-------- INFORMATION PROVIDED
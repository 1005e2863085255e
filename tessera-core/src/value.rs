//! Property values exchanged between the codec, the backend and the cache tiers.

use std::cmp::Ordering;

use chrono::{DateTime, Utc};
use serde::{Deserialize, Serialize};

use crate::key::Key;

/// A single typed property value.
#[derive(Debug, Clone, PartialEq, Serialize, Deserialize)]
#[serde(tag = "t", content = "v", rename_all = "lowercase")]
pub enum Value {
    Null,
    Int(i64),
    /// Stored as raw IEEE-754 bits so NaN and infinities survive the payload.
    Float(#[serde(with = "f64_bits")] f64),
    Bool(bool),
    Text(String),
    Bytes(Vec<u8>),
    Time(DateTime<Utc>),
    Key(Key),
}

mod f64_bits {
    use serde::{Deserialize, Deserializer, Serializer};

    pub fn serialize<S: Serializer>(value: &f64, serializer: S) -> Result<S::Ok, S::Error> {
        serializer.serialize_u64(value.to_bits())
    }

    pub fn deserialize<'de, D: Deserializer<'de>>(deserializer: D) -> Result<f64, D::Error> {
        u64::deserialize(deserializer).map(f64::from_bits)
    }
}

impl Value {
    /// Short type name used in mismatch errors.
    pub fn type_name(&self) -> &'static str {
        match self {
            Value::Null => "null",
            Value::Int(_) => "int",
            Value::Float(_) => "float",
            Value::Bool(_) => "bool",
            Value::Text(_) => "text",
            Value::Bytes(_) => "bytes",
            Value::Time(_) => "time",
            Value::Key(_) => "key",
        }
    }

    pub fn is_bytes(&self) -> bool {
        matches!(self, Value::Bytes(_))
    }

    fn rank(&self) -> u8 {
        match self {
            Value::Null => 0,
            Value::Bool(_) => 1,
            Value::Int(_) | Value::Float(_) => 2,
            Value::Text(_) => 3,
            Value::Bytes(_) => 4,
            Value::Time(_) => 5,
            Value::Key(_) => 6,
        }
    }

    /// Total order across all value types, used for sorting and range filters.
    ///
    /// Values of different types order by type rank; ints and floats compare
    /// numerically with each other.
    pub fn cmp_total(&self, other: &Value) -> Ordering {
        match (self, other) {
            (Value::Int(a), Value::Int(b)) => a.cmp(b),
            (Value::Float(a), Value::Float(b)) => a.total_cmp(b),
            (Value::Int(a), Value::Float(b)) => (*a as f64).total_cmp(b),
            (Value::Float(a), Value::Int(b)) => a.total_cmp(&(*b as f64)),
            (Value::Bool(a), Value::Bool(b)) => a.cmp(b),
            (Value::Text(a), Value::Text(b)) => a.cmp(b),
            (Value::Bytes(a), Value::Bytes(b)) => a.cmp(b),
            (Value::Time(a), Value::Time(b)) => a.cmp(b),
            (Value::Key(a), Value::Key(b)) => a.cmp(b),
            _ => self.rank().cmp(&other.rank()),
        }
    }
}

impl From<i64> for Value {
    fn from(v: i64) -> Self {
        Value::Int(v)
    }
}

impl From<i32> for Value {
    fn from(v: i32) -> Self {
        Value::Int(v as i64)
    }
}

impl From<f64> for Value {
    fn from(v: f64) -> Self {
        Value::Float(v)
    }
}

impl From<bool> for Value {
    fn from(v: bool) -> Self {
        Value::Bool(v)
    }
}

impl From<&str> for Value {
    fn from(v: &str) -> Self {
        Value::Text(v.to_string())
    }
}

impl From<String> for Value {
    fn from(v: String) -> Self {
        Value::Text(v)
    }
}

impl From<DateTime<Utc>> for Value {
    fn from(v: DateTime<Utc>) -> Self {
        Value::Time(v)
    }
}

impl From<Key> for Value {
    fn from(v: Key) -> Self {
        Value::Key(v)
    }
}

/// One named, typed value extracted from a record; the wire unit exchanged
/// with the backend.
#[derive(Debug, Clone, PartialEq, Serialize, Deserialize)]
pub struct Property {
    pub name: String,
    pub value: Value,
    pub indexed: bool,
    /// Set when the source field is repeated; several properties then share
    /// one name.
    pub multi: bool,
}

impl Property {
    pub fn new(name: impl Into<String>, value: impl Into<Value>) -> Self {
        Self {
            name: name.into(),
            value: value.into(),
            indexed: false,
            multi: false,
        }
    }

    pub fn indexed(mut self) -> Self {
        self.indexed = true;
        self
    }

    pub fn multi(mut self) -> Self {
        self.multi = true;
        self
    }
}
----------------
INSTRUCTIONS TO FOLLOW: Only the lines from the one with "Value::Time(v)" through the end of the listing should be output, exactly as they appear.

EXERCISE ANSWER:
        Value::Time(v)
    }
}

impl From<Key> for Value {
    fn from(v: Key) -> Self {
        Value::Key(v)
    }
}

/// One named, typed value extracted from a record; the wire unit exchanged
/// with the backend.
#[derive(Debug, Clone, PartialEq, Serialize, Deserialize)]
pub struct Property {
    pub name: String,
    pub value: Value,
    pub indexed: bool,
    /// Set when the source field is repeated; several properties then share
    /// one name.
    pub multi: bool,
}

impl Property {
    pub fn new(name: impl Into<String>, value: impl Into<Value>) -> Self {
        Self {
            name: name.into(),
            value: value.into(),
            indexed: false,
            multi: false,
        }
    }

    pub fn indexed(mut self) -> Self {
        self.indexed = true;
        self
    }

    pub fn multi(mut self) -> Self {
        self.multi = true;
        self
    }
}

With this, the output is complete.